Thomaston is a village in the Town of North Hempstead, in Nassau County, on the North Shore of Long Island, in New York, United States. Located at the southeastern corner of the Great Neck Peninsula, it is considered part of the Greater Great Neck area, which is anchored by the Village of Great Neck. The population was 2,759 at the time of the 2020 census.

== History ==
Thomaston officially became an incorporated village on October 1, 1931, after the majority of residents voted in favor of incorporation to preserve home rule on September 17; 80 voted in favor of the incorporation, while 33 voted against it.
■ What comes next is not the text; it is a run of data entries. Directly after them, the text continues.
use std::fs::{self, File};
use std::io::{prelude::*, stderr};
use std::path::PathBuf;

use clap::Parser;
use sapling::{read_treebank, GrammarTrainer, Lexicon, Model};

#[derive(Parser, Debug)]
#[command(about = "A program to train models of Sapling.")]
struct Args {
    /// A treebank file of bracketed trees
    #[arg(long, required = true)]
    treebank: Vec<PathBuf>,

    /// The file to write the trained model to
    #[arg(long)]
    model: PathBuf,

    /// Trees with more words than this value are not used for grammar induction
    #[arg(long, default_value = "999")]
    max_train: usize,

    /// The number of sibling labels kept in intermediate symbols (unbounded if not given)
    #[arg(long)]
    horizontal: Option<usize>,

    /// The number of ancestor labels attached to phrasal symbols
    #[arg(long, default_value = "0")]
    vertical: usize,

    /// The number of workers for zstd (0 means multithreaded will be disabled)
    #[arg(long, default_value = "0")]
    zstd_workers: u32,
}

fn main() -> Result<(), Box<dyn std::error::Error>> {
    let args = Args::parse();

    eprintln!("Loading treebank...");
    let mut trees = vec![];
    for path in &args.treebank {
        eprintln!("Loading {path:?} ...");
        let text = fs::read_to_string(path)?;
        trees.extend(read_treebank(&text)?);
        eprintln!("# of trees: {}", trees.len());
    }

    eprintln!("Building grammar...");
    let mut trainer = GrammarTrainer::new(args.max_train, args.horizontal, args.vertical);
    for (i, tree) in trees.iter().enumerate() {
        if i % 1000 == 0 {
            eprint!("# of trees: {}\r", trainer.n_trees());
            stderr().flush()?;
        }
        if let Err(e) = trainer.add_tree(tree) {
            eprintln!("Tree #{i}: {e}");
            return Err(e.into());
        }
    }
    eprintln!(
        "# of trees: {} ({} skipped)",
        trainer.n_trees(),
        trees.len() - trainer.n_trees()
    );
    let grammar = trainer.train();
    eprintln!(
        "# of rules: {} unary, {} binary",
        grammar.n_unary_rules(),
        grammar.n_binary_rules()
    );

    eprintln!("Building lexicon...");
    let lexicon = Lexicon::from_tagged_words(
        trees
            .iter()
            .flat_map(|t| t.tagged_words())
            .map(|(word, tag)| (word.to_string(), tag.clone())),
    );
    eprintln!("# of tags: {}", lexicon.tags().len());

    let model = Model::new(grammar, lexicon);
    let mut f = zstd::Encoder::new(File::create(args.model)?, 19)?;
    f.multithread(args.zstd_workers)?;
    model.write(&mut f)?;
    f.finish()?;

    Ok(())
}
Originally, the incorporation proposal included University Gardens and Russell Gardens. However, University Gardens chose not to be included in the proposal and Russell Gardens decided to incorporate itself separately thats same year.

The founders of the Incorporated Village of Thomaston were John W. Weight, Hunter L. DeLatour, Ernest A. Gallagher, and Henry A. Singley.

Thomaston Village Hall was constructed in 1971 in order to provide for more efficient government operations and a permanent home for Thomaston's government. It was designed by the Great Neck-based architectural firm of Blum & Nerzig.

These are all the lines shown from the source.